Tech

Tech Stock Volatility Gap Hits 16-Year High

Traders are losing faith in technology stocks, and the numbers look like something from the financial crisis. The difference in anticipated price fluctuations for the Nasdaq-100 versus the S&P 500 has not been this large since September 2008.

The Split Between Tech and Everything Else

Implied volatility is a measure of how much traders expect a stock or index to move in the near future. The one-month implied volatility on the Nasdaq-100 index (ticker .NDX) sits at 28. The same reading for the S&P 500 (.SPX) is below 16. That difference is larger than anything seen in the last 16 years, except during the 2008 meltdown.

The gap is even more striking when you look at options that bet on a decline.

Even during the worst of the 2020 pandemic selloff, it hit only 13.3. Before that, the only time higher was in September 2008.

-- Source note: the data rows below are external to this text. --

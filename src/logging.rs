// src/logging.rs

//! Logging setup for `sidepipe` using `tracing` + `tracing-subscriber`.
//!
//! The filter comes from, in order:
//! 1. `--log-level` (applies to every target)
//! 2. `SIDEPIPE_LOG`, in `EnvFilter` directive syntax, e.g.
//!    `warn,sidepipe::invoke=trace`
//! 3. `info`
//!
//! Logs go to stderr. Stdout carries only the tool's text channel.

use anyhow::{Context, Result};
use tracing_subscriber::{EnvFilter, fmt};

use crate::cli::LogLevel;

pub const LOG_ENV_VAR: &str = "SIDEPIPE_LOG";

const DEFAULT_DIRECTIVES: &str = "info";

/// Install the global subscriber. Fails if one is already installed or the
/// directives do not parse.
pub fn init_logging(cli_level: Option<LogLevel>) -> Result<()> {
    let directives = filter_directives(cli_level, std::env::var(LOG_ENV_VAR).ok().as_deref());
    let filter = EnvFilter::try_new(&directives)
        .with_context(|| format!("invalid log filter '{directives}' (from {LOG_ENV_VAR})"))?;

    fmt()
        .with_env_filter(filter)
        .with_target(true)
        .with_writer(std::io::stderr)
        .try_init()
        .map_err(|e| anyhow::anyhow!("failed to install log subscriber: {e}"))
}

/// Directive string the subscriber will be built from.
pub fn filter_directives(cli_level: Option<LogLevel>, env_value: Option<&str>) -> String {
    if let Some(level) = cli_level {
        return level.as_directive().to_string();
    }
    match env_value.map(str::trim) {
        Some(value) if !value.is_empty() => value.to_string(),
        _ => DEFAULT_DIRECTIVES.to_string(),
    }
}

impl LogLevel {
    pub fn as_directive(self) -> &'static str {
        match self {
            LogLevel::Error => "error",
            LogLevel::Warn => "warn",
            LogLevel::Info => "info",
            LogLevel::Debug => "debug",
            LogLevel::Trace => "trace",
        }
    }
}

Get your free investing masterclass bonus when you join Market Briefs, our free daily newsletter

Kevin Davitt, who leads index options content at Nasdaq, said, “Nobody cared about puts back then, it was all about upside but now that sentiment has shifted.”

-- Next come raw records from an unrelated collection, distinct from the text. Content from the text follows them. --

// src/invoke/multiplex.rs

//! Readiness loop feeding the child's stdin while draining its stdout and
//! side channel.
//!
//! Each iteration waits for the first of: stdin writable, stdout readable,
//! side channel readable, child exit, or the watchdog's wait budget. Then it
//! runs one non-blocking service pass over *all* descriptors, writing before
//! reading, regardless of which one woke the loop. Writing everything first
//! and reading afterwards would deadlock as soon as both pipe buffers fill.

use std::future::pending;
use std::io;
use std::process::ExitStatus;

use tokio::net::unix::pipe;
use tokio::process::Child;
use tokio::time::sleep;
use tracing::{debug, trace, warn};

use crate::invoke::channel::ChannelBuffer;
use crate::invoke::process::ProcessHandle;
use crate::invoke::request::EngineOptions;
use crate::invoke::watchdog::Watchdog;

/// Reads per channel per service pass, so a chatty channel cannot starve
/// the writer or the other channel.
const MAX_READS_PER_PASS: usize = 16;

/// How the loop ended.
#[derive(Debug, Clone, Copy, PartialEq, Eq)]
pub enum LoopExit {
    /// All data transferred and the child reaped.
    Drained,
    /// The watchdog fired; the child still needs terminating.
    TimedOut,
}

/// Working state of the loop: unsent input and both output buffers.
#[derive(Debug)]
pub struct MultiplexState<'a> {
    remaining: &'a [u8],
    pub(crate) text: ChannelBuffer,
    pub(crate) binary: ChannelBuffer,
    scratch: Vec<u8>,
    progress: bool,
    iterations: u64,
}

impl<'a> MultiplexState<'a> {
    pub fn new(input: &'a [u8], read_chunk: usize) -> Self {
        Self {
            remaining: input,
            text: ChannelBuffer::new("text"),
            binary: ChannelBuffer::new("binary"),
            scratch: vec![0; read_chunk.max(1)],
            progress: false,
            iterations: 0,
        }
    }

    pub fn remaining_input(&self) -> usize {
        self.remaining.len()
    }

    pub fn text(&self) -> &ChannelBuffer {
        &self.text
    }

    pub fn binary(&self) -> &ChannelBuffer {
        &self.binary
    }

    pub fn iterations(&self) -> u64 {
        self.iterations
    }

    /// Hand both buffers over to the assembler.
    pub fn into_buffers(self) -> (ChannelBuffer, ChannelBuffer) {
        (self.text, self.binary)
    }
}

enum Wake {
    Ready,
    Exited(ExitStatus),
    Tick,
}

/// Drive the transfer until it drains or the watchdog fires.
///
/// On `Ok(LoopExit::Drained)` the child has been reaped. On any other
/// outcome the caller still owns terminating and reaping it.
pub async fn run(
    handle: &mut ProcessHandle,
    state: &mut MultiplexState<'_>,
    watchdog: &mut Watchdog,
    options: &EngineOptions,
) -> io::Result<LoopExit> {
    if state.remaining.is_empty() {
        handle.close_stdin();
    }

    loop {
        state.iterations += 1;
        state.progress = false;

        if let Some(expiry) = watchdog.check() {
            warn!(
                pid = handle.pid,
                ?expiry,
                stalls = watchdog.stalls(),
                unsent = state.remaining.len(),
                text_bytes = state.text.len(),
                binary_bytes = state.binary.len(),
                "watchdog fired"
            );
            return Ok(LoopExit::TimedOut);
        }

        let wait = watchdog.next_wait(options.poll_interval);
        let want_write = handle.stdin.is_some() && !state.remaining.is_empty();

        let wake = tokio::select! {
            res = writable(handle.stdin.as_ref()), if want_write => res.map(|()| Wake::Ready),
            res = readable(handle.stdout.as_ref()), if state.text.is_open() => res.map(|()| Wake::Ready),
            res = readable(handle.side.as_ref()), if state.binary.is_open() => res.map(|()| Wake::Ready),
            res = child_exit(&mut handle.child), if handle.exit_status.is_none() => res.map(Wake::Exited),
            _ = sleep(wait) => Ok(Wake::Tick),
        };

        match wake? {
            Wake::Exited(status) => handle.record_exit(status),
            Wake::Ready => trace!(iteration = state.iterations, "descriptor ready"),
            Wake::Tick => {}
        }

        feed_input(handle, state)?;
        drain_channel(&mut handle.stdout, state, Channel::Text, MAX_READS_PER_PASS)?;
        drain_channel(&mut handle.side, state, Channel::Binary, MAX_READS_PER_PASS)?;

        if state.progress {
            watchdog.record_progress();
        }

        if is_drained(handle, state) {
            debug!(
                pid = handle.pid,
                iterations = state.iterations,
                "all channels drained"
            );
            return Ok(LoopExit::Drained);
        }

        if !state.progress {
            if handle.poll_exit()?.is_some() {
                // Exit does not guarantee EOF has reached us on every
                // platform; take whatever is still buffered.
                final_drain(handle, state)?;
                return Ok(LoopExit::Drained);
            }
            watchdog.record_stall();
        }
    }
}

fn is_drained(handle: &ProcessHandle, state: &MultiplexState<'_>) -> bool {
    handle.stdin.is_none()
        && state.remaining.is_empty()
        && !state.text.is_open()
        && !state.binary.is_open()
        && handle.exit_status.is_some()
}

async fn writable(tx: Option<&pipe::Sender>) -> io::Result<()> {
    match tx {
        Some(tx) => tx.writable().await,
        None => pending().await,
    }
}

async fn readable(rx: Option<&pipe::Receiver>) -> io::Result<()> {
    match rx {
        Some(rx) => rx.readable().await,
        None => pending().await,
    }
}

async fn child_exit(child: &mut Child) -> io::Result<ExitStatus> {
    child.wait().await
}

/// One non-blocking write of everything still unsent.
fn feed_input(handle: &mut ProcessHandle, state: &mut MultiplexState<'_>) -> io::Result<()> {
    let Some(stdin) = handle.stdin.as_ref() else {
        return Ok(());
    };
    if state.remaining.is_empty() {
        handle.close_stdin();
        return Ok(());
    }

    match stdin.try_write(state.remaining) {
        Ok(n) => {
            // The OS may take fewer bytes than offered.
            let rest = state.remaining;
            state.remaining = &rest[n..];
            if n > 0 {
                state.progress = true;
                trace!(bytes = n, unsent = state.remaining.len(), "wrote to tool stdin");
            }
            if state.remaining.is_empty() {
                handle.close_stdin();
            }
            Ok(())
        }
        Err(e) if e.kind() == io::ErrorKind::WouldBlock => Ok(()),
        Err(e) if e.kind() == io::ErrorKind::Interrupted => Ok(()),
        Err(e) if e.kind() == io::ErrorKind::BrokenPipe => {
            warn!(
                pid = handle.pid,
                unsent = state.remaining.len(),
                "tool closed its stdin early; discarding unsent input"
            );
            state.remaining = &[];
            handle.close_stdin();
            Ok(())
        }
        Err(e) => Err(e),
    }
}

#[derive(Clone, Copy)]
enum Channel {
    Text,
    Binary,
}

/// Read bounded chunks from one channel until it would block, reports end
/// of stream, or `max_reads` chunks were taken.
fn drain_channel(
    slot: &mut Option<pipe::Receiver>,
    state: &mut MultiplexState<'_>,
    channel: Channel,
    max_reads: usize,
) -> io::Result<()> {
    let MultiplexState {
        text,
        binary,
        scratch,
        progress,
        ..
    } = state;
    let buffer = match channel {
        Channel::Text => text,
        Channel::Binary => binary,
    };

    for _ in 0..max_reads {
        let Some(rx) = slot.as_ref() else {
            break;
        };
        match rx.try_read(&mut scratch[..]) {
            Ok(0) => {
                buffer.close();
                *slot = None;
                debug!(channel = buffer.name(), total = buffer.len(), "end of stream");
                break;
            }
            Ok(n) => {
                buffer.append(&scratch[..n]);
                *progress = true;
                trace!(channel = buffer.name(), bytes = n, "read from tool");
            }
            Err(e) if e.kind() == io::ErrorKind::WouldBlock => break,
            Err(e) if e.kind() == io::ErrorKind::Interrupted => continue,
            Err(e) => return Err(e),
        }
    }
    Ok(())
}

/// Zero-timeout drain of every channel still open, run once after the child
/// has exited.
fn final_drain(handle: &mut ProcessHandle, state: &mut MultiplexState<'_>) -> io::Result<()> {
    drain_channel(&mut handle.stdout, state, Channel::Text, usize::MAX)?;
    drain_channel(&mut handle.side, state, Channel::Binary, usize::MAX)?;
    debug!(
        pid = handle.pid,
        text_open = state.text.is_open(),
        binary_open = state.binary.is_open(),
        unsent = state.remaining.len(),
        "tool exited; final drain done"
    );
    Ok(())
}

From Call Mania to Put Panic

Earlier this year, traders were piling into call options – bets that tech stocks would keep going up. By May, call options struck one standard deviation above the prevailing market price on the Nasdaq had reached the 99th percentile, meaning calls had never been more expensive relative to history. Now the same call options have fallen to the 58th percentile. Meanwhile, puts – bets that stocks will fall – are in high demand.

The VanEck Semiconductor ETF (SMH) fell 4.5% on Thursday alone, dropping back below $592 – a level it first reached in late May.

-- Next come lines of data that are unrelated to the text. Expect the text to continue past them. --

// src/main.rs

use std::process::ExitCode;

use sidepipe::{cli, logging, run};

#[tokio::main]
async fn main() -> ExitCode {
    let args = cli::parse();
    if let Err(err) = logging::init_logging(args.log_level) {
        eprintln!("sidepipe: {err:#}");
        return ExitCode::FAILURE;
    }

    match run(args).await {
        Ok(()) => ExitCode::SUCCESS,
        Err(err) => {
            // Partial tool text, if any, is already on stdout.
            eprintln!("sidepipe error: {err}");
            ExitCode::FAILURE
        }
    }
}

Scott Nations, the president of Nations Indexes, said the quiet S&P 500 volatility “is normal for the summer.” But the Nasdaq’s jump in volatility is anything but normal.

Implied volatility, derived from options pricing, measures the market’s expectation of future price swings. When it rises, it signals greater uncertainty. The current divergence between tech and the broader market suggests that investors are pricing in unique risks for the sector – perhaps due to high valuations, potential antitrust action, or a shift in investor preference toward value stocks.

What to Watch

The pickup in bearish options demand could mean traders expect a real downturn in tech stocks. But call-buying is still relatively high, and the S&P 500’s low volatility might just reflect a typical summer lull. The real test will be whether the gap shrinks or grows in the weeks ahead.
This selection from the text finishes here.